Maisie lingered for a while in the office before leaving, closing the door behind her, and making her way along the hallway to another unmarked door. Here she took a key from her pocket and entered the room. Home. She had moved a few weeks before, when it was clear that she needed to be closer to her work. The bed-sitting room was small, but all that she required was within the walls of this room. And when she needed some respite from the dour familiarity of such spartan accommodations, there was usually an invitation to stay at Ebury Place, or she would go down to Chelstone, to spend time in the calm and comforting company of her father.
'There. Reckon I've got everything.'
Billy Beale placed one more bag in the luggage compartment of Lady Rowan's car, and stood to watch Maisie, who was securing her navy blue beret with a long pearl-tipped pin. Her corduroy jacket had been thrown around the shoulders of the driver's seat, giving the impression of a rather stout old man who had just sat down. An observer might have considered the young woman 'fast,' for today Maisie was wearing a pair of long beige cuffed trousers, with a linen blouse and brown walking shoes. Maisie looked at her watch and took her place in the driver's seat of the MG.
'Good. Not too late. We'd better get a move on. We need to be at Chelstone by noon.'
Billy Beale hesitated.
'What is it, Billy?'
'Nothing really, Miss . . . it's just that . . .' He took the cap from his head and looked up at the sky.'It's just that this is the first time I've left London since I got back from the war. Couldn't face it. O' course the missus 'as been away with the nippers. Been down to Kent with 'er people 'op-picking, and o' course to 'er sister's in 'astings. But not me, Miss.'
Maisie said nothing, made no response. She understood the power of reflection well, and as she had done with Celia Davenham just a few short weeks before, she made no move to soothe Billy Beale, allowing him the time he needed to step into the car.
'But you never know, at least I might get a good night's sleep down there in the country.' Still he hesitated.
'What do you mean, Billy?'
Maisie shielded her eyes from the morning sun as she looked up at him.
Billy sighed deeply, took a breath, opened the car door, and sat down on the passenger seat. The claret leather of the hardly used seat creaked as Billy moved to make himself comfortable.
'Just can't sleep, Miss. Not for long anyway. 's'bin like that since I got 'ome from France. That many years ago. Soon as I close my eyes, it all comes back.'
He looked into the distance as if into the past.

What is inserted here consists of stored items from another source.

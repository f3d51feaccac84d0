//! Plan aggregator: rolls phase schedules up into stories, stories into
//! epics, and member loads into utilization series.

use std::collections::BTreeMap;

use crate::domain::{Epic, PlanningWarning, Role, TeamMember, WarningKind, WorkItem};
use crate::planner::allocator::{AssigneeLoad, StoryAllocation, capacity_minutes, minutes_to_hours};
use crate::planner::policy::ConfidencePolicy;
use crate::planner::result::{AssigneeUtilization, PlannedEpic, PlannedStory, RoleAggregate};
use crate::planner::wip::{Admission, Ticket};

/// `logged / estimate` as a percentage in `0..=100`; 0 without an estimate
pub fn progress_percent(logged_seconds: u64, estimate_seconds: u64) -> f64 {
    if estimate_seconds == 0 {
        return 0.0;
    }
    (logged_seconds as f64 / estimate_seconds as f64 * 100.0).clamp(0.0, 100.0)
}

pub fn plan_story(
    story: &WorkItem,
    auto_score: f64,
    allocation: StoryAllocation,
    warnings: Vec<PlanningWarning>,
) -> PlannedStory {
    let total_estimate_seconds = story.phases.total_estimate_seconds();
    let total_logged_seconds = story.phases.total_logged_seconds();
    PlannedStory {
        story_key: story.key.clone(),
        summary: story.summary.clone(),
        status: story.status.clone(),
        auto_score,
        start_date: allocation.phases.start_date(),
        end_date: allocation.phases.end_date(),
        phases: allocation.phases,
        total_estimate_seconds,
        total_logged_seconds,
        progress_percent: progress_percent(total_logged_seconds, total_estimate_seconds),
        blocked_by: story.blocked_by.clone(),
        warnings,
    }
}

/// Roll the planned stories of `epic` up.
///
/// `stories` holds only the stories that were scheduled; totals and progress
/// also count the epic's finished stories.
pub fn plan_epic(
    epic: &Epic,
    auto_score: f64,
    stories: Vec<PlannedStory>,
    ticket: Option<&Ticket>,
    confidence: &dyn ConfidencePolicy,
) -> PlannedEpic {
    let mut phase_aggregation: BTreeMap<Role, RoleAggregate> = BTreeMap::new();
    for story in &stories {
        for (role, phase) in story.phases.iter() {
            let agg = phase_aggregation.entry(role).or_default();
            agg.hours += phase.hours;
            agg.start_date = min_date(agg.start_date, phase.start_date);
            agg.end_date = agg.end_date.max(phase.end_date);
        }
    }

    let kinds: Vec<WarningKind> = stories
        .iter()
        .flat_map(|s| s.warnings.iter().map(|w| w.kind))
        .collect();

    let start_date = stories.iter().filter_map(|s| s.start_date).min();
    let end_date = stories.iter().filter_map(|s| s.end_date).max();
    let due_date_delta_days = match (end_date, epic.due_date) {
        (Some(end), Some(due)) => Some((end - due).num_days()),
        _ => None,
    };

    let estimate: u64 = epic.stories.iter().map(|s| s.phases.total_estimate_seconds()).sum();
    let logged: u64 = epic.stories.iter().map(|s| s.phases.total_logged_seconds()).sum();

    let (queue_position, queued_until) = match ticket.map(|t| t.admission) {
        Some(Admission::Queued { position, queued_until }) => (Some(position), Some(queued_until)),
        _ => (None, None),
    };

    PlannedEpic {
        epic_key: epic.key.clone(),
        summary: epic.summary.clone(),
        auto_score,
        start_date,
        end_date,
        stories_total: epic.stories.len(),
        stories_active: stories.len(),
        stories,
        phase_aggregation,
        status: epic.status.clone(),
        due_date: epic.due_date,
        progress_percent: progress_percent(logged, estimate),
        confidence: confidence.confidence(&kinds),
        due_date_delta_days,
        admitted_on: ticket.map(|t| t.admitted_on),
        queue_position,
        queued_until,
    }
}

fn min_date<T: Ord>(a: Option<T>, b: Option<T>) -> Option<T> {
    match (a, b) {
        (Some(a), Some(b)) => Some(a.min(b)),
        (a, b) => a.or(b),
    }
}

/// Per-member totals and daily series, keyed by account id
pub fn assignee_utilization(
    members: &[&TeamMember],
    loads: &[AssigneeLoad],
) -> BTreeMap<String, AssigneeUtilization> {
    members
        .iter()
        .zip(loads)
        .map(|(member, load)| {
            let daily_load = load
                .daily()
                .iter()
                .map(|(day, minutes)| (*day, minutes_to_hours(*minutes)))
                .collect();
            (
                member.account_id.clone(),
                AssigneeUtilization {
                    display_name: member.display_name.clone(),
                    role: member.role,
                    total_hours: minutes_to_hours(load.total_minutes()),
                    effective_hours_per_day: minutes_to_hours(capacity_minutes(member.hours_per_day)),
                    daily_load,
                },
            )
        })
        .collect()
}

'Blimey, I can almost smell the gas, can 'ardly breathe at times. If I fall asleep straight away, I only wake up fighting for breath. And the pounding in my 'ead. You never forget that pounding, the shells. Mind you, you know that, don't you, Miss?'
And as he spoke, Maisie remembered her homecoming, remembered Maurice taking her again to see Khan, who seemed never to age. In her mind's eye she saw herself sitting with Khan and telling her story, and Maurice sitting with her.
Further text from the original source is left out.